Pain Home > Percocet and Lexapro
There is a potentially dangerous drug interaction between Lexapro and Percocet. Taking the two medications together could lead to extreme drowsiness, confusion, lethargy, poor coordination, and other such problems. Percocet can also increase the risk of serotonin syndrome due to Lexapro. Make sure to check with your healthcare provider before taking these medications together.
Lexapro® (escitalopram oxalate) is a prescription medication classified as a selective serotonin reuptake inhibitor (SSRI). Percocet® (oxycodone/APAP) is a prescription narcotic pain medication. These two medications can potentially interact with each other.
There are two important drug interactions between Lexapro and Percocet.

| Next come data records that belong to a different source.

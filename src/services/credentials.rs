// src/services/credentials.rs

use validator::Validate;

use crate::{
    db::UserRepository,
    error::AppError,
    models::user::{LoginForm, RegisterForm, User},
    utils::password::{hash_password, verify_password},
};

/// Validates the form, hashes the password and stores the new user.
pub async fn register(users: &dyn UserRepository, form: &RegisterForm) -> Result<User, AppError> {
    let form = form.trimmed();
    form.validate()?;

    let password_hash = hash_password(&form.password)?;
    let user = users
        .create(&form.username, &form.email, &password_hash)
        .await?;

    tracing::info!(user_id = user.id, username = %user.username, "User registered");
    Ok(user)
}

/// Looks the user up by email and checks the password.
///
/// Unknown email and wrong password both fail with `InvalidCredentials`.
pub async fn authenticate(users: &dyn UserRepository, form: &LoginForm) -> Result<User, AppError> {
    form.validate()?;

    let user = users.find_by_email(form.email.trim()).await?;

    match user {
        Some(user) if verify_password(&form.password, &user.password_hash) => Ok(user),
        _ => {
            tracing::info!("Failed login attempt");
            Err(AppError::InvalidCredentials)
        }
    }
}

First, they are both central nervous system depressants ("CNS depressants"), which means they both slow the activity of the central nervous system, including the brain.
Combining Percocet and Lexapro may potentially cause too much CNS depression. This could lead to extreme drowsiness, confusion, lethargy, poor coordination, and other such problems. In severe cases, difficulty breathing or other life-threatening problems may result.
Secondly, opioid medications (like Percocet) may possibly increase the risk of serotonin syndrome due to Lexapro. Serotonin syndrome is a dangerous group of symptoms that can occur due to the use of certain drugs that affect serotonin in the body. Symptoms of serotonin syndrome may include (but are not limited to):
- Confusion or other mental changes
- A rapid heart rate
- Blood pressure changes
- Overactive reflexes
- Difficulty with walking or coordination
Serotonin syndrome can be very dangerous, especially if left untreated. While combining Lexapro and Percocet is not expected to cause serotonin syndrome in most people, it is impossible to predict who might develop this problem. As a result, it is a good idea to be watchful for symptoms of serotonin syndrome while you are taking Lexapro (even if you are not also taking Percocet).